→ Collected data
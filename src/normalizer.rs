// URL normalization for supported video platforms
//
// Pure string-in, canonical-URL-out: no network access, no side effects.
// Platform detection is substring-based over a fixed priority list; each
// platform then tries its pattern rules top to bottom and the first match
// wins. Safe to feed arbitrary strings.

use std::fmt;

use lazy_static::lazy_static;
use regex::Regex;
use serde::{Deserialize, Serialize};
use url::Url;

use crate::error::{Error, Result};

/// Supported source platforms, in detection priority order.
#[derive(Debug, Clone, Copy, PartialEq, Eq, Serialize, Deserialize)]
#[serde(rename_all = "lowercase")]
pub enum Platform {
    Youtube,
    Facebook,
    Instagram,
    Twitter,
    Vimeo,
}

impl Platform {
    pub fn as_str(&self) -> &'static str {
        match self {
            Platform::Youtube => "youtube",
            Platform::Facebook => "facebook",
            Platform::Instagram => "instagram",
            Platform::Twitter => "twitter",
            Platform::Vimeo => "vimeo",
        }
    }

    /// Extra yt-dlp arguments for this platform.
    pub fn ytdlp_args(&self) -> &'static [&'static str] {
        match self {
            Platform::Youtube => &[],
            Platform::Facebook => &["--extractor-args", "facebook:api_version=v12.0"],
            Platform::Instagram => &[],
            Platform::Twitter => &[],
            Platform::Vimeo => &[],
        }
    }
}

impl fmt::Display for Platform {
    fn fmt(&self, f: &mut fmt::Formatter<'_>) -> fmt::Result {
        f.write_str(self.as_str())
    }
}

/// A normalized URL together with its detected platform.
///
/// Invariant: `url` always matches the canonical template for `platform`.
#[derive(Debug, Clone, PartialEq, Eq)]
pub struct CanonicalUrl {
    pub platform: Platform,
    pub url: String,
}

/// Detect the platform and reduce the URL to its canonical form.
pub fn normalize(raw_url: &str) -> Result<CanonicalUrl> {
    let raw = raw_url.trim();
    let platform = detect_platform(raw).ok_or(Error::UnsupportedPlatform)?;

    let clean = match platform {
        Platform::Youtube => clean_youtube(raw),
        Platform::Facebook => clean_facebook(raw),
        Platform::Instagram => clean_instagram(raw),
        Platform::Twitter => clean_twitter(raw),
        Platform::Vimeo => clean_vimeo(raw),
    };

    clean
        .map(|url| CanonicalUrl { platform, url })
        .ok_or(Error::ExtractionFailed(platform))
}

/// First matching domain wins; no platform is attempted twice.
fn detect_platform(url: &str) -> Option<Platform> {
    const DOMAINS: &[(Platform, &[&str])] = &[
        (
            Platform::Youtube,
            &["youtube.com", "youtu.be", "youtube-nocookie.com"],
        ),
        (Platform::Facebook, &["facebook.com", "fb.watch"]),
        (Platform::Instagram, &["instagram.com"]),
        (Platform::Twitter, &["twitter.com", "x.com", "t.co"]),
        (Platform::Vimeo, &["vimeo.com", "vimeopro.com"]),
    ];

    DOMAINS
        .iter()
        .find(|(_, domains)| domains.iter().any(|d| url.contains(d)))
        .map(|(platform, _)| *platform)
}

/// YouTube video IDs are exactly 11 characters; longer captures are
/// truncated to tolerate trailing noise, shorter ones rejected.
fn truncate_video_id(id: &str) -> Option<String> {
    if id.chars().count() >= 11 {
        Some(id.chars().take(11).collect())
    } else {
        None
    }
}

fn query_param(parsed: &Url, name: &str) -> Option<String> {
    parsed
        .query_pairs()
        .find(|(k, _)| k == name)
        .map(|(_, v)| v.into_owned())
        .filter(|v| !v.is_empty())
}

fn clean_youtube(raw: &str) -> Option<String> {
    lazy_static! {
        static ref PATH_ID: Regex =
            Regex::new(r"/(?:embed|v|e|shorts|live)/([A-Za-z0-9_-]{11})").unwrap();
    }

    let parsed = Url::parse(raw).ok()?;
    let host = parsed.host_str()?;

    let video_id = if host.contains("youtu.be") {
        // Short links carry the id as the first path segment
        let id = parsed.path().trim_matches('/');
        Some(id.split('/').next().unwrap_or(id).to_string())
    } else if host.contains("youtube.com") || host.contains("youtube-nocookie.com") {
        query_param(&parsed, "v").or_else(|| {
            PATH_ID
                .captures(parsed.path())
                .map(|c| c[1].to_string())
        })
    } else {
        None
    };

    let id = truncate_video_id(&video_id?)?;
    Some(format!("https://www.youtube.com/watch?v={}", id))
}

fn clean_facebook(raw: &str) -> Option<String> {
    lazy_static! {
        static ref REEL: Regex = Regex::new(r"/reel/(\d+)").unwrap();
        static ref SHARE: Regex = Regex::new(r"/share/([vr])/([A-Za-z0-9]+)").unwrap();
        static ref VIDEOS: Regex = Regex::new(r"/videos/(?:[^/]+/)?(\d+)").unwrap();
        static ref POSTS: Regex = Regex::new(r"/posts/(pfbid[A-Za-z0-9]+|\d+)").unwrap();
        static ref GROUPS: Regex =
            Regex::new(r"/groups/[^/]+/(?:posts|permalink)/(\d+)").unwrap();
        static ref EVENTS: Regex = Regex::new(r"/events/(\d+)").unwrap();
    }

    let parsed = Url::parse(raw).ok()?;
    let host = parsed.host_str()?;

    // fb.watch short links pass straight through to the fetch tool
    if host.contains("fb.watch") {
        return Some(raw.split('?').next().unwrap_or(raw).to_string());
    }

    if !host.contains("facebook.com") {
        return None;
    }
    let path = parsed.path();

    if let Some(c) = REEL.captures(path) {
        return Some(format!("https://www.facebook.com/reel/{}", &c[1]));
    }
    if let Some(c) = SHARE.captures(path) {
        return Some(format!("https://www.facebook.com/share/{}/{}/", &c[1], &c[2]));
    }
    if let Some(id) = query_param(&parsed, "v").or_else(|| query_param(&parsed, "video_id")) {
        return Some(format!("https://www.facebook.com/watch?v={}", id));
    }
    if let Some(id) = query_param(&parsed, "story_fbid") {
        return Some(format!("https://www.facebook.com/watch?v={}", id));
    }
    if let Some(c) = VIDEOS.captures(path) {
        return Some(format!("https://www.facebook.com/watch?v={}", &c[1]));
    }
    if let Some(c) = POSTS.captures(path) {
        return Some(format!("https://www.facebook.com/watch?v={}", &c[1]));
    }
    if let Some(c) = GROUPS.captures(path) {
        return Some(format!("https://www.facebook.com/watch?v={}", &c[1]));
    }
    if let Some(c) = EVENTS.captures(path) {
        return Some(format!("https://www.facebook.com/events/{}", &c[1]));
    }

    None
}

fn clean_instagram(raw: &str) -> Option<String> {
    lazy_static! {
        static ref STORIES: Regex =
            Regex::new(r"/stories/(?:highlights/)?([A-Za-z0-9_.\-]+)(?:/(\d+))?").unwrap();
        static ref CONTENT: Regex =
            Regex::new(r"/(?:[^/]+/)?(p|reels?|tv)/([A-Za-z0-9_-]+)").unwrap();
    }

    let parsed = Url::parse(raw).ok()?;
    let host = parsed.host_str()?;
    if !host.contains("instagram.com") {
        return None;
    }
    let path = parsed.path();

    if let Some(c) = STORIES.captures(path) {
        let name = &c[1];
        if let Some(story_id) = c.get(2) {
            return Some(format!(
                "https://www.instagram.com/stories/{}/{}/",
                name,
                story_id.as_str()
            ));
        }
        if name == "highlights" || name.chars().all(|ch| ch.is_ascii_digit()) {
            return Some(format!("https://www.instagram.com/stories/highlights/{}/", name));
        }
    }

    if let Some(c) = CONTENT.captures(path) {
        // 'reels' is an alias of 'reel'
        let kind = if &c[1] == "reels" { "reel" } else { &c[1] };
        return Some(format!("https://www.instagram.com/{}/{}/", kind, &c[2]));
    }

    None
}

fn clean_twitter(raw: &str) -> Option<String> {
    lazy_static! {
        static ref STATUS: Regex = Regex::new(r"/(?:status|statuses)/(\d+)").unwrap();
        static ref BROADCAST: Regex = Regex::new(r"/i/broadcasts/(\w+)").unwrap();
        static ref SPACES: Regex = Regex::new(r"/i/spaces/([0-9a-zA-Z]+)").unwrap();
    }

    let parsed = Url::parse(raw).ok()?;
    let host = parsed.host_str()?;

    // t.co shortener resolves at fetch time
    if host.contains("t.co") {
        return Some(raw.to_string());
    }

    if !(host.contains("twitter.com") || host.contains("x.com")) {
        return None;
    }
    let path = parsed.path();

    if let Some(c) = STATUS.captures(path) {
        return Some(format!("https://x.com/i/status/{}", &c[1]));
    }
    if let Some(c) = BROADCAST.captures(path) {
        return Some(format!("https://x.com/i/broadcasts/{}", &c[1]));
    }
    if let Some(c) = SPACES.captures(path) {
        return Some(format!("https://x.com/i/spaces/{}", &c[1]));
    }

    None
}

→ Assignment
Where in the entries does the word "next" occur? Copy out each line that has it.

→ Solution to this problem
        Some(id.split('/').next().unwrap_or(id).to_string())
        return Some(raw.split('?').next().unwrap_or(raw).to_string());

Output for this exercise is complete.